Стив, открывая передо мной дверь «Папы Джонса», улыбнулся во весь рот:
– Ни разу не слышал. Только Майк да Майки. Хотя Пиппи тебе идет. Точно. Пиппи! Да, мне нравится…
– И это странно, – сказал я, шагая за ним, – потому что мне-то, похоже, не очень.
Мы уселись за столик у окна, выходящего на Нассау-стрит. Выходящего на Нассау, следовало, наверное, сказать. На столике стояли: солонка, перечница, хромированный держатель для салфеток, хромированный же кувшинчик с молоком, бутылка кетчупа «Хейнц», баночка горчицы «Гульден» и пепельница.
Первое, что сделал Стив, усевшись, – вытащил пачку сигарет «Стрэнд» и вытряс из нее одну для меня.
– Со «Стрэндом» ты никогда не одинок, – процитировал я, отказываясь от сигареты.
– Извини?
– Ну, ты же знаешь, плакаты, которые висели по всей Америке. Рекламные щиты, так они у вас называются. В пятидесятых, по-моему. «Со “Стрэндом” ты никогда не одинок». Знаменитый провал рекламной кампании. На плакате мужчина, один-одинешенек, с сигаретой в зубах. Люди миллионами отказывались от этой марки, потому что она стала ассоциироваться с одинокими неудачниками.
– Да? Никогда об этом не слышал. Так ты и вправду не хочешь?
– Вправду.
Тут я вспомнил, что, проснувшись, увидел на столике у кровати пачку сигарет. И до меня вдруг дошел смысл его вопроса.
– Бог ты мой, – сказал я. – Ты хочешь сказать, что я курю?
– «Лаки». Ну, вчера вечером еще курил.

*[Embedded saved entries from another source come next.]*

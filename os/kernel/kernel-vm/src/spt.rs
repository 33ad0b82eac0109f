//! # Supplemental Page Table
//!
//! Per-process bookkeeping of every virtual page, resident or not. The
//! hardware page table only knows resident pages; this table knows what every
//! registered page *will* be, which is what the fault path needs.
//!
//! ## Responsibilities
//!
//! - Registering lazily populated pages ([`alloc_page_with_initializer`],
//!   [`load_segment`], [`mmap`]).
//! - Resolving faults: validate the access, allocate a frame and let the
//!   page's `swap_in` bring it in ([`handle_fault`], [`claim_page`]).
//! - Eviction and teardown, returning frames to the [`FrameAlloc`].
//!
//! The table performs no locking. Callers serialize access per address space,
//! which also serializes faults on any given page.
//!
//! [`alloc_page_with_initializer`]: SupplementalPageTable::alloc_page_with_initializer
//! [`load_segment`]: SupplementalPageTable::load_segment
//! [`mmap`]: SupplementalPageTable::mmap
//! [`handle_fault`]: SupplementalPageTable::handle_fault
//! [`claim_page`]: SupplementalPageTable::claim_page

use crate::addresses::{VirtualAddress, VirtualPage};
use crate::anon::anon_initializer;
use crate::backing::FileHandle;
use crate::error::VmError;
use crate::fault::PageFault;
use crate::file::file_initializer;
use crate::file_info::{AuxPayload, FileInfo};
use crate::frame::FrameAlloc;
use crate::loader::{Segment, lazy_load_segment};
use crate::page::{Page, PageInitializer, PageType, VmInitializer};
use crate::uninit::create_placeholder;
use alloc::collections::BTreeMap;
use kernel_info::memory::{PAGE_SHIFT, PAGE_SIZE, is_user_range};
use log::{debug, trace, warn};

const PAGE_BYTES: u64 = PAGE_SIZE as u64;

/// All pages of one address space, keyed by page base.
#[derive(Default)]
pub struct SupplementalPageTable {
    pages: BTreeMap<VirtualPage, Page>,
    /// Start page → page count of each live `mmap` region.
    mappings: BTreeMap<VirtualPage, u64>,
}

impl SupplementalPageTable {
    #[must_use]
    pub const fn new() -> Self {
        Self {
            pages: BTreeMap::new(),
            mappings: BTreeMap::new(),
        }
    }

    #[must_use]
    pub fn len(&self) -> usize {
        self.pages.len()
    }

    #[must_use]
    pub fn is_empty(&self) -> bool {
        self.pages.is_empty()
    }

    /// Number of pages currently bound to a frame.
    #[must_use]
    pub fn resident(&self) -> usize {
        self.pages.values().filter(|p| p.is_resident()).count()
    }

    #[must_use]
    pub fn find_page(&self, va: VirtualAddress) -> Option<&Page> {
        self.pages.get(&va.page())
    }

    pub fn find_page_mut(&mut self, va: VirtualAddress) -> Option<&mut Page> {
        self.pages.get_mut(&va.page())
    }

    /// Register a placeholder page at `va` that becomes `ty` on first fault.
    ///
    /// `init` runs with `aux` after the page has been prepared.
    ///
    /// # Errors
    /// - [`VmError::InvalidMapping`] for [`PageType::Uninit`] or a non-user address.
    /// - [`VmError::AlreadyMapped`] if a page is already registered at `va`.
    pub fn alloc_page_with_initializer(
        &mut self,
        ty: PageType,
        va: VirtualAddress,
        writable: bool,
        init: Option<VmInitializer>,
        aux: Option<AuxPayload>,
    ) -> Result<(), VmError> {
        let initializer: PageInitializer = match ty {
            PageType::Anon => anon_initializer,
            PageType::File => file_initializer,
            PageType::Uninit => {
                return Err(VmError::InvalidMapping("placeholder needs a final page type"));
            }
        };
        if !is_user_range(va.as_u64(), 1) {
            return Err(VmError::InvalidMapping("address outside user space"));
        }

        let page = va.page();
        if self.pages.contains_key(&page) {
            return Err(VmError::AlreadyMapped(page));
        }

        trace!("registering lazy {ty} page at {page} (writable={writable})");
        self.pages.insert(
            page,
            create_placeholder(page, writable, ty, aux, init, initializer),
        );
        Ok(())
    }

    /// Register a placeholder without a content loader.
    ///
    /// # Errors
    /// See [`alloc_page_with_initializer`](Self::alloc_page_with_initializer).
    pub fn alloc_page(&mut self, ty: PageType, va: VirtualAddress, writable: bool) -> Result<(), VmError> {
        self.alloc_page_with_initializer(ty, va, writable, None, None)
    }

    /// Make the page at `va` resident now.
    ///
    /// A placeholder whose transmutation fails is unregistered and destroyed;
    /// the address must be registered again before it can be used.
    ///
    /// # Errors
    /// [`VmError::NotMapped`], [`VmError::OutOfFrames`], or whatever the
    /// page's `swap_in` reports.
    pub fn claim_page<A: FrameAlloc>(&mut self, va: VirtualAddress, frames: &mut A) -> Result<(), VmError> {
        if !self.pages.contains_key(&va.page()) {
            return Err(VmError::NotMapped(va));
        }
        self.claim_registered(va.page(), frames)
    }

    fn claim_registered<A: FrameAlloc>(&mut self, key: VirtualPage, frames: &mut A) -> Result<(), VmError> {
        let page = self.pages.get_mut(&key).ok_or(VmError::NotMapped(key.base()))?;
        if page.is_resident() {
            return Ok(());
        }
        let frame = frames.alloc_frame().ok_or(VmError::OutOfFrames)?;
        let pa = frame.physical_address();
        let ty = page.page_type();

        match page.swap_in(frame) {
            Ok(()) => {
                debug!("{ty} page {key} now {} in frame {pa}", page.page_type());
                Ok(())
            }
            Err(e) => {
                if let Some(frame) = page.take_frame() {
                    frames.free_frame(frame);
                }
                warn!("failed to bring in page {key}: {e}");
                if ty == PageType::Uninit {
                    if let Some(page) = self.pages.remove(&key) {
                        Self::release(page, frames);
                    }
                }
                Err(e)
            }
        }
    }

    /// Resolve a page fault.
    ///
    /// # Errors
    /// - [`VmError::ProtectionViolation`] for faults on present pages and
    ///   writes to read-only pages.
    /// - [`VmError::NotMapped`] if no page covers the address.
    /// - Any error from bringing the page in.
    pub fn handle_fault<A: FrameAlloc>(&mut self, fault: PageFault, frames: &mut A) -> Result<(), VmError> {
        let addr = fault.address;
        if fault.error.present() {
            warn!("rejecting fault at {addr}: {}", fault.error.explain());
            return Err(VmError::ProtectionViolation(addr));
        }

        let Some(page) = self.pages.get(&addr.page()) else {
            warn!("rejecting fault at {addr}: no page registered");
            return Err(VmError::NotMapped(addr));
        };
        if fault.error.write() && !page.writable() {
            warn!("rejecting fault at {addr}: write to read-only page");
            return Err(VmError::ProtectionViolation(addr));
        }

        trace!("fault at {addr}: {}", fault.error.explain());
        self.claim_registered(addr.page(), frames)
    }

    /// Swap the page at `va` out and free its frame.
    ///
    /// # Errors
    /// [`VmError::NotMapped`] or the page's `swap_out` error.
    pub fn evict<A: FrameAlloc>(&mut self, va: VirtualAddress, frames: &mut A) -> Result<(), VmError> {
        let page = self.pages.get_mut(&va.page()).ok_or(VmError::NotMapped(va))?;
        let frame = page.swap_out()?;
        trace!("evicted {} page {} from frame {}", page.page_type(), page.va(), frame.physical_address());
        frames.free_frame(frame);
        Ok(())
    }

    /// Unregister and destroy the page at `va`.
    ///
    /// # Errors
    /// [`VmError::NotMapped`] if nothing is registered there.
    pub fn remove_page<A: FrameAlloc>(&mut self, va: VirtualAddress, frames: &mut A) -> Result<(), VmError> {
        let page = self.pages.remove(&va.page()).ok_or(VmError::NotMapped(va))?;
        Self::release(page, frames);
        Ok(())
    }

    /// Destroy every page, returning all frames. The table is empty afterwards.
    pub fn destroy<A: FrameAlloc>(&mut self, frames: &mut A) {
        let pages = core::mem::take(&mut self.pages);
        self.mappings.clear();
        debug!("tearing down {} pages", pages.len());
        for page in pages.into_values() {
            Self::release(page, frames);
        }
    }

    fn release<A: FrameAlloc>(page: Page, frames: &mut A) {
        trace!("destroying {} page {}", page.page_type(), page.va());
        if let Some(frame) = page.destroy() {
            frames.free_frame(frame);
        }
    }

    /// Register one lazily loaded anonymous page per 4 KiB of `segment`.
    ///
    /// Each page gets its own [`FileInfo`]. Pages registered before an error
    /// stay registered; tear the table down to discard them.
    ///
    /// # Errors
    /// [`VmError::InvalidMapping`] for misaligned or out-of-range segments,
    /// [`VmError::AlreadyMapped`] on overlap.
    pub fn load_segment(&mut self, segment: &Segment) -> Result<(), VmError> {
        let total = segment
            .read_bytes
            .checked_add(segment.zero_bytes)
            .ok_or(VmError::InvalidMapping("segment size overflows"))?;
        if !total.is_multiple_of(PAGE_BYTES) {
            return Err(VmError::InvalidMapping("segment is not a whole number of pages"));
        }
        let (Some(first), true) = (
            VirtualPage::from_aligned(segment.upage),
            segment.offset.is_multiple_of(PAGE_BYTES),
        ) else {
            return Err(VmError::InvalidMapping("segment is not page aligned"));
        };
        if !is_user_range(segment.upage.as_u64(), total) {
            return Err(VmError::InvalidMapping("segment outside user space"));
        }

        let mut offset = segment.offset;
        let mut read_bytes = segment.read_bytes;
        for i in 0..total >> PAGE_SHIFT {
            let upage = first
                .checked_add(i)
                .ok_or(VmError::InvalidMapping("segment size overflows"))?;
            let page_read = read_bytes.min(PAGE_BYTES);
            #[allow(clippy::cast_possible_truncation)]
            let info = FileInfo::new(segment.file.clone(), offset, page_read as usize)?;
            self.alloc_page_with_initializer(
                PageType::Anon,
                upage.base(),
                segment.writable,
                Some(lazy_load_segment),
                Some(AuxPayload::segment(info)),
            )?;

            read_bytes -= page_read;
            offset += page_read;
        }
        debug!("registered {:?} as {} lazy pages", segment, total >> PAGE_SHIFT);
        Ok(())
    }

    /// Map `length` bytes of `file` starting at `offset` to `addr`, lazily.
    ///
    /// Bytes past the end of the file read as zero.
    ///
    /// # Errors
    /// [`VmError::InvalidMapping`] for a null, misaligned, empty or
    /// out-of-range request or an empty file; [`VmError::AlreadyMapped`] if
    /// any page of the range is taken. Nothing is registered on error.
    pub fn mmap(
        &mut self,
        addr: VirtualAddress,
        length: u64,
        writable: bool,
        file: &FileHandle,
        offset: u64,
    ) -> Result<VirtualAddress, VmError> {
        let Some(start) = VirtualPage::from_aligned(addr).filter(|p| p.base().as_u64() != 0) else {
            return Err(VmError::InvalidMapping("mapping address must be page aligned and non-null"));
        };
        if length == 0 || !offset.is_multiple_of(PAGE_BYTES) {
            return Err(VmError::InvalidMapping("empty mapping or unaligned offset"));
        }
        let file_len = file.len();
        if file_len == 0 || offset >= file_len {
            return Err(VmError::InvalidMapping("nothing to map past end of file"));
        }
        let pages = length.div_ceil(PAGE_BYTES);
        let in_user_space = pages
            .checked_mul(PAGE_BYTES)
            .is_some_and(|bytes| is_user_range(addr.as_u64(), bytes));
        if !in_user_space {
            return Err(VmError::InvalidMapping("mapping outside user space"));
        }

        for i in 0..pages {
            if let Some(page) = start.checked_add(i).filter(|p| self.pages.contains_key(p)) {
                return Err(VmError::AlreadyMapped(page));
            }
        }

        let mut read_bytes = length.min(file_len - offset);
        let mut file_offset = offset;
        for i in 0..pages {
            let Some(va) = start.checked_add(i).map(VirtualPage::base) else {
                break;
            };
            let page_read = read_bytes.min(PAGE_BYTES);
            #[allow(clippy::cast_possible_truncation)]
            let info = FileInfo::new(file.clone(), file_offset, page_read as usize)?;
            self.alloc_page_with_initializer(
                PageType::File,
                va,
                writable,
                Some(lazy_load_segment),
                Some(AuxPayload::segment(info)),
            )?;
            read_bytes -= page_read;
            file_offset += page_read;
        }

        self.mappings.insert(start, pages);
        debug!("mapped {pages} file pages at {addr}");
        Ok(addr)
    }

    /// Remove the mapping created by [`mmap`](Self::mmap) at `addr`.
    ///
    /// Resident writable pages are written back to the file.
    ///
    /// # Errors
    /// [`VmError::NotMapped`] if `addr` does not start a mapping.
    pub fn munmap<A: FrameAlloc>(&mut self, addr: VirtualAddress, frames: &mut A) -> Result<(), VmError> {
        let start = addr.page();
        let pages = self.mappings.remove(&start).ok_or(VmError::NotMapped(addr))?;
        for i in 0..pages {
            if let Some(page) = start.checked_add(i).and_then(|p| self.pages.remove(&p)) {
                Self::release(page, frames);
            }
        }
        debug!("unmapped {pages} file pages at {addr}");
        Ok(())
    }
}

Две пачки высосал. Но если теперь не хочешь… слушай, это же отличная возможность бросить.
– Как ни смешно, – ответил я, – как раз и хочу. У меня внутри что-то вроде дыры, в самой середке. Я думал, она связана с моей… ты понимаешь, с неспособностью хоть что-нибудь вспомнить… но, возможно, – а, ладно, какого черта… Давай, попробую.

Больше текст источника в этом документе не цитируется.